Wareham is one of eleven communities in Massachusetts that are automatically eligible for mini-entitlement grants from the state’s Department of Housing and Urban Development, small grants specifically set aside for designated blighted areas. While this means that the town bypasses a competitive application process for the financing, the money can only be awarded if used in alignment with a Community Development Strategy developed by the CEDA board and approved by the Board of Selectmen.
This year’s strategy, however, must address a few issues.
First, the state has requested that the grants be targeted to a smaller geographic area than in previous years.
CEDA representatives said that this would be ineffective for Wareham. The state allocates money by calculating incomes in a certain geographic area. But rather than large impoverished neighborhoods, CEDA representatives argue that the town has pockets of poverty amidst affluent neighborhoods.

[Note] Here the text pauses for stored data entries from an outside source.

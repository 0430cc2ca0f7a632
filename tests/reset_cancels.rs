//! Reset cancels: starting a slow operation then calling `reset_state`
//! shortly after cancels the in-flight run and restores the store to its
//! initial, empty state.

use std::time::Duration;

use async_trait::async_trait;

use operon::config::RuntimeConfig;
use operon::context::Context;
use operon::continuation::Continuation;
use operon::diagnostics::Diagnostics;
use operon::operation::{OperationCore, Single, SingleOperation};
use operon::path::Path;
use operon::store::Store;

struct SlowOperation;

impl OperationCore for SlowOperation {
    fn path(&self) -> Path {
        Path::from(["slow"])
    }
}

#[async_trait]
impl SingleOperation for SlowOperation {
    type Value = i32;
    type Failure = String;

    async fn run(&self, _ctx: Context, _cont: Continuation<i32, String>) -> Result<i32, String> {
        tokio::time::sleep(Duration::from_secs(10)).await;
        Ok(1)
    }
}

#[tokio::test]
async fn reset_state_cancels_the_in_flight_run() {
    let store = Store::new(Single(SlowOperation), RuntimeConfig::default(), Diagnostics::default());

    let run_handle = {
        let store = store.clone();
        tokio::spawn(async move { store.run().await })
    };

    tokio::time::sleep(Duration::from_millis(100)).await;
    store.reset_state();

    let result = run_handle.await.unwrap();
    assert!(result.unwrap_err().is_cancelled());

    let snapshot = store.snapshot();
    assert_eq!(snapshot.current, None);
    assert!(snapshot.error.is_none());
    assert!(!snapshot.is_loading);
}
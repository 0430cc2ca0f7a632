//! `Path` prefix semantics exercised through its public constructors, as
//! used by `Client::stores_matching`.

use operon::path::Path;

#[test]
fn two_element_prefix_matches_a_three_element_extension() {
    let prefix = Path::from(["a", "b"]);
    let full = Path::from_segments(vec!["a".into(), "b".into(), "c".into()]);
    assert!(prefix.is_prefix_of(&full));
}

#[test]
fn a_path_diverging_in_its_second_element_is_not_a_prefix() {
    let diverging = Path::from(["a", "c"]);
    let full = Path::from_segments(vec!["a".into(), "b".into(), "c".into()]);
    assert!(!diverging.is_prefix_of(&full));
}

#[test]
fn mixed_segment_kinds_compare_structurally() {
    let prefix = Path::from(["users"]);
    let full = Path::from_segments(vec!["users".into(), 7u64.into(), "friends".into()]);
    assert!(prefix.is_prefix_of(&full));

    let wrong_id = Path::from_segments(vec!["users".into(), 8u64.into()]);
    assert!(!prefix.appending(7u64).is_prefix_of(&wrong_id));
}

So if they designate a larger target area, the CEDA can apply state money to several of the less affluent neighborhoods rather than focusing on just one. But a target area that averages the incomes of the entire Cromesett peninsula, for instance, will be given less funding than a target area that simply includes the affordable housing on Cromesett nearest to Route 6.
“There does not seem to be a natural target area [in Wareham],” said CEDA Consultant Peter Sanborn.
One option to dealing with this is to change the target area every three years. Unfortunately, CEDA members are worried that this could interrupt long term plans, such as the “multi-phased streetscape” project on Main Street in Wareham.
But Main Street was far from the only area in town to which residents wanted to see funds dedicated. Many were concerned with businesses closing along Cranberry Highway in East Wareham, and one citizen lamented seeing “dozens” of children being picked up by school buses in front of the many hotels that dot that strip of highway and often serve as “de facto affordable housing.”
Sanborn proposed “mixed-use redevelopment,” that would incorporate housing and offices into former business locations. We’ve got to start “looking at redevelopment opportunities for businesses that have relocated.”
Selectmen Chair Jane Donahue suggested funding to assist attracting people to historic sites such as Besse Park and the Fearing Tavern. The town should try to “draw people in to see these venues, and spur further economic development,” Donahue said.
The deadline to submit the grant is December.